- **Problem to solve**:
Wherever a line in the data holds the word "filename", pull that line out.

- **Records supplied**:
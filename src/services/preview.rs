use async_trait::async_trait;
use regex::Regex;
use reqwest::Client;
use serde_json::json;
use tracing::{debug, warn};

use super::{PreviewBuilder, PreviewResult};
use crate::models::{Lead, PreviewStatus};

const LOVABLE_URL: &str = "https://api.lovable.dev/v1/projects";

/// URL-friendly slug from a business name, capped at 50 chars.
pub(crate) fn slugify(business_name: &str) -> String {
    let lowered = business_name.to_lowercase().replace(' ', "-");
    let re = Regex::new(r"[^a-z0-9-]").expect("static regex");
    let slug = re.replace_all(&lowered, "");
    slug.trim_matches('-').chars().take(50).collect()
}

/// The site brief sent to the preview vendor. Dutch, mobile-first, with the
/// phone number as the primary call to action when we have one.
pub(crate) fn build_prompt(lead: &Lead, issues: &[String]) -> String {
    let phone_cta = match &lead.phone {
        Some(phone) => format!("\"Bel ons: {}\"", phone),
        None => "\"Neem contact op\"".to_string(),
    };

    let issue_lines = if issues.is_empty() {
        String::new()
    } else {
        format!(
            "\nFix these problems from their current site:\n{}\n",
            issues
                .iter()
                .map(|i| format!("- {}", i))
                .collect::<Vec<_>>()
                .join("\n")
        )
    };

    format!(
        r#"Create a modern, mobile-first website for {name}, a {biz_type} in {city}, Netherlands.
{issue_lines}
Requirements:
- Hero section with business name and a clear {phone_cta} call-to-action button
- Services section highlighting typical {biz_type} services
- About section with trust signals (years of experience, service area)
- Contact section with phone, address, and a simple contact form
- Footer with business hours and service area
- Color scheme: professional, clean (use blues/whites for trust)
- Language: Dutch
- Mobile-first responsive design
- Fast-loading, minimal JavaScript

Style: Modern, clean, professional. NOT generic template-looking.
"#,
        name = lead.business_name,
        biz_type = lead.business_type,
        city = lead.city,
        issue_lines = issue_lines,
        phone_cta = phone_cta,
    )
}

/// Redesign previews via the Lovable projects API. Any failure degrades to
/// `PreviewStatus::Failed` so the pipeline can soft-stop and retry later.
pub struct LovablePreviewBuilder {
    api_key: String,
    preview_domain: String,
    client: Client,
}

impl LovablePreviewBuilder {
    pub fn new(api_key: String, preview_domain: String) -> Self {
        Self {
            api_key,
            preview_domain,
            client: Client::new(),
        }
    }
}

#[async_trait]
impl PreviewBuilder for LovablePreviewBuilder {
    async fn build(&self, lead: &Lead, issues: &[String]) -> PreviewResult {
        let prompt = build_prompt(lead, issues);
        debug!("Requesting preview build for lead {:?}", lead.id);

        let response = self
            .client
            .post(LOVABLE_URL)
            .bearer_auth(&self.api_key)
            .json(&json!({
                "prompt": prompt,
                "title": lead.business_name,
            }))
            .send()
            .await;

        let response = match response {
            Ok(r) if r.status().is_success() => r,
            Ok(r) => {
                warn!("Preview build failed for lead {:?}: HTTP {}", lead.id, r.status());
                return PreviewResult {
                    url: None,
                    prompt,
                    status: PreviewStatus::Failed,
                };
            }
            Err(e) => {
                warn!("Preview build failed for lead {:?}: {}", lead.id, e);
                return PreviewResult {
                    url: None,
                    prompt,
                    status: PreviewStatus::Failed,
                };
            }
        };

        let data: serde_json::Value = match response.json().await {
            Ok(d) => d,
            Err(e) => {
                warn!("Preview response parse failed for lead {:?}: {}", lead.id, e);
                return PreviewResult {
                    url: None,
                    prompt,
                    status: PreviewStatus::Failed,
                };
            }
        };

        let url = data
            .get("url")
            .and_then(|u| u.as_str())
            .map(|u| u.to_string())
            .unwrap_or_else(|| {
                format!("https://{}.{}", slugify(&lead.business_name), self.preview_domain)
            });

        PreviewResult {
            url: Some(url),
            prompt,
            status: PreviewStatus::Ready,
        }
    }
}

/// Development stand-in: slug-based URL under the preview domain, always
/// ready.
pub struct MockPreviewBuilder {
    preview_domain: String,
}

impl MockPreviewBuilder {
    pub fn new(preview_domain: String) -> Self {
        Self { preview_domain }
    }
}

#[async_trait]
impl PreviewBuilder for MockPreviewBuilder {
    async fn build(&self, lead: &Lead, issues: &[String]) -> PreviewResult {
        let prompt = build_prompt(lead, issues);
        let suffix: String = std::iter::repeat_with(fastrand::alphanumeric)
            .take(8)
            .collect::<String>()
            .to_lowercase();

        PreviewResult {
            url: Some(format!(
                "https://{}-{}.{}",
                slugify(&lead.business_name),
                suffix,
                self.preview_domain
            )),
            prompt,
            status: PreviewStatus::Ready,
        }
    }
}
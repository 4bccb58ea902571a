use dialoguer::{theme::ColorfulTheme, Input};

use crate::models::{CliApp, Result, SingleLeadOutcome};

impl CliApp {
    pub async fn run_single_lead(&self) -> Result<()> {
        println!("\n🔁 Re-process a single lead");

        let lead_id: i64 = Input::with_theme(&ColorfulTheme::default())
            .with_prompt("Lead id")
            .interact_text()?;

        match self.pipeline.process_single_lead(lead_id).await {
            SingleLeadOutcome::Ok { lead_id, stage } => {
                println!("✓ Lead {} is now at stage: {}", lead_id, stage);
            }
            SingleLeadOutcome::NotFound { lead_id } => {
                println!("❌ No lead with id {}", lead_id);
            }
            SingleLeadOutcome::Error { lead_id, message } => {
                println!("❌ Lead {} failed: {}", lead_id, message);
            }
        }

        Ok(())
    }
}
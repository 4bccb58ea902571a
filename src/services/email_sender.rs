use async_trait::async_trait;
use reqwest::Client;
use serde_json::json;
use tracing::{debug, error};

use super::{EmailSender, SendOutcome, SendStatus};

const INSTANTLY_BASE_URL: &str = "https://api.instantly.ai/api/v2";

/// Cold email dispatch via the Instantly.ai API.
pub struct InstantlySender {
    api_key: String,
    sending_email: String,
    client: Client,
}

impl InstantlySender {
    pub fn new(api_key: String, sending_email: String) -> Self {
        Self {
            api_key,
            sending_email,
            client: Client::new(),
        }
    }

    fn failed(error: String) -> SendOutcome {
        SendOutcome {
            status: SendStatus::Failed,
            external_id: None,
            error: Some(error),
        }
    }
}

#[async_trait]
impl EmailSender for InstantlySender {
    async fn send(&self, to: &str, subject: &str, body: &str, lead_id: i64) -> SendOutcome {
        let url = format!("{}/emails/send", INSTANTLY_BASE_URL);
        debug!("Sending email for lead {} to {}", lead_id, to);

        let response = self
            .client
            .post(&url)
            .bearer_auth(&self.api_key)
            .json(&json!({
                "from": self.sending_email,
                "to": to,
                "subject": subject,
                "body": body,
            }))
            .send()
            .await;

        let response = match response {
            Ok(r) if r.status().is_success() => r,
            Ok(r) => {
                let status = r.status();
                let text = r.text().await.unwrap_or_default();
                error!("Email send failed for lead {}: {} {}", lead_id, status, text);
                return Self::failed(format!("Instantly error {}: {}", status, text));
            }
            Err(e) => {
                error!("Email send failed for lead {}: {}", lead_id, e);
                return Self::failed(e.to_string());
            }
        };

        let data: serde_json::Value = match response.json().await {
            Ok(d) => d,
            Err(e) => return Self::failed(format!("Instantly response parse error: {}", e)),
        };

        SendOutcome {
            status: SendStatus::Sent,
            external_id: data
                .get("id")
                .and_then(|v| v.as_str())
                .map(|s| s.to_string()),
            error: None,
        }
    }
}

/// Development stand-in: every send succeeds with a synthetic id.
pub struct MockEmailSender;

impl MockEmailSender {
    pub fn new() -> Self {
        Self
    }
}

impl Default for MockEmailSender {
    fn default() -> Self {
        Self::new()
    }
}

#[async_trait]
impl EmailSender for MockEmailSender {
    async fn send(&self, to: &str, _subject: &str, _body: &str, lead_id: i64) -> SendOutcome {
        debug!("Mock send for lead {} to {}", lead_id, to);
        SendOutcome {
            status: SendStatus::Sent,
            external_id: Some(format!("mock-{}-{}", lead_id, uuid::Uuid::new_v4())),
            error: None,
        }
    }
}
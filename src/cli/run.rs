use dialoguer::{theme::ColorfulTheme, Select};
use tracing::error;

use crate::cli::cli::MenuAction;
use crate::models::{CliApp, Result};

impl CliApp {
    pub async fn run(&self) -> Result<()> {
        println!("\n🚀 Welcome to LeadPilot!");
        println!("═══════════════════════════════════════");

        // Show initial stats
        self.show_database_stats().await?;

        loop {
            let actions = vec![
                MenuAction::RunCampaign,
                MenuAction::ProcessSingleLead,
                MenuAction::RedraftEmail,
                MenuAction::SendDraftedEmails,
                MenuAction::SeedMockLeads,
                MenuAction::ShowStats,
                MenuAction::Exit,
            ];

            let selection = Select::with_theme(&ColorfulTheme::default())
                .with_prompt("\nSelect an action")
                .default(0)
                .items(&actions)
                .interact()?;

            match &actions[selection] {
                MenuAction::RunCampaign => {
                    if let Err(e) = self.run_campaign().await {
                        error!("Campaign failed: {}", e);
                    }
                }
                MenuAction::ProcessSingleLead => {
                    if let Err(e) = self.run_single_lead().await {
                        error!("Single lead processing failed: {}", e);
                    }
                }
                MenuAction::RedraftEmail => {
                    if let Err(e) = self.run_redraft_email().await {
                        error!("Re-draft failed: {}", e);
                    }
                }
                MenuAction::SendDraftedEmails => {
                    if let Err(e) = self.run_send_emails().await {
                        error!("Email sweep failed: {}", e);
                    }
                }
                MenuAction::SeedMockLeads => {
                    if let Err(e) = self.seed_mock_leads().await {
                        error!("Seeding failed: {}", e);
                    }
                }
                MenuAction::ShowStats => {
                    if let Err(e) = self.show_database_stats().await {
                        error!("Stats failed: {}", e);
                    }
                }
                MenuAction::Exit => {
                    println!("\n👋 Goodbye!");
                    break;
                }
            }
        }

        Ok(())
    }
}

- **Your response**:
filename src/services/preview.rs
filename src/services/email_sender.rs
filename src/cli/run.rs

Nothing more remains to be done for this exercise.